Hot blast

Blast furnace (left), and three Cowper stoves (right) used to preheat the air blown into the furnace.
Hot blast furnace: note the flow of air from the stove in the background to the two blast furnaces, and hot air from the foreground furnace being drawn off to heat the stove.

Hot blast refers to the preheating of air blown into a blast furnace or other metallurgical process. As this considerably reduced the fuel consumed, hot blast was one of the most important technologies developed during the Industrial Revolution.[1] Hot blast also allowed higher furnace temperatures, which increased the capacity of furnaces.[2][3]

As first developed, it worked by alternately storing heat from the furnace flue gas in a firebrick-lined vessel with multiple chambers, then blowing combustion air through the hot chamber. This is known as regenerative heating. Hot blast was invented and patented for iron furnaces by James Beaumont Neilson in 1828 at Wilsontown Ironworks[citation needed] in Scotland, but was later applied in other contexts, including late bloomeries. Later the carbon monoxide in the flue gas was burned to provide additional heat.

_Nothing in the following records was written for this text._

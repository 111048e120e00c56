//! Short-lived query-result cache for hardware row sets.

use moka::sync::Cache;
use sha2::{Digest, Sha256};
use std::sync::Arc;
use std::time::Duration;

use crate::model::JoinedRow;
use crate::source::HardwareQuery;

/// Cache scope for hardware detail row sets.
pub const HARDWARE_DETAILS_SCOPE: &str = "hardwareDetails";

pub type CachedRows = Arc<Vec<JoinedRow>>;

/// Best-effort row cache. Expiry and eviction belong to the implementation.
pub trait ResultCache: Send + Sync {
    fn get(&self, key: &str) -> Option<CachedRows>;
    fn set(&self, key: &str, rows: CachedRows);
}

pub struct QueryCache {
    rows: Cache<String, CachedRows>,
}

impl QueryCache {
    pub fn new(max_entries: u64, ttl: Duration) -> Self {
        Self {
            rows: Cache::builder()
                .max_capacity(max_entries)
                .time_to_live(ttl)
                .build(),
        }
    }
}

impl ResultCache for QueryCache {
    fn get(&self, key: &str) -> Option<CachedRows> {
        self.rows.get(key)
    }

    fn set(&self, key: &str, rows: CachedRows) {
        self.rows.insert(key.to_string(), rows);
    }
}

/// Cache that never stores anything.
#[derive(Debug, Clone, Copy, Default)]
pub struct NoCache;

impl ResultCache for NoCache {
    fn get(&self, _key: &str) -> Option<CachedRows> {
        None
    }

    fn set(&self, _key: &str, _rows: CachedRows) {}
}

/// Deterministic key for a query within a cache scope.
pub fn query_key(scope: &str, query: &HardwareQuery) -> String {
    let mut h = Sha256::new();
    h.update(scope.as_bytes());
    h.update(b"\n");
    h.update(query.hardware_id.as_bytes());
    h.update(b"\n");
    h.update(query.origin.as_bytes());
    h.update(b"\n");
    h.update(query.start.timestamp().to_string().as_bytes());
    h.update(b"\n");
    h.update(query.end.timestamp().to_string().as_bytes());
    hex::encode(h.finalize())
}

  1. ^ Belford, Paul (2012). "Hot blast iron smelting in the early 19th century" (PDF). Historical Metallurgy. 46 (1). Historical Metallurgy Society: 32–44.
  2. ^ Landes, David S. (1969). The Unbound Prometheus: Technological Change and Industrial Development in Western Europe from 1750 to the Present. Cambridge, New York: Press Syndicate of the University of Cambridge. p. 92. ISBN 0-521-09418-6.
  3. ^ Ayres, Robert (1989). "Technological Transformations and Long Waves" (PDF): 21<Fig. 7 shows C/Fe ratio time series> {{cite journal}}: Cite journal requires |journal= (help)CS1 maint: postscript (link)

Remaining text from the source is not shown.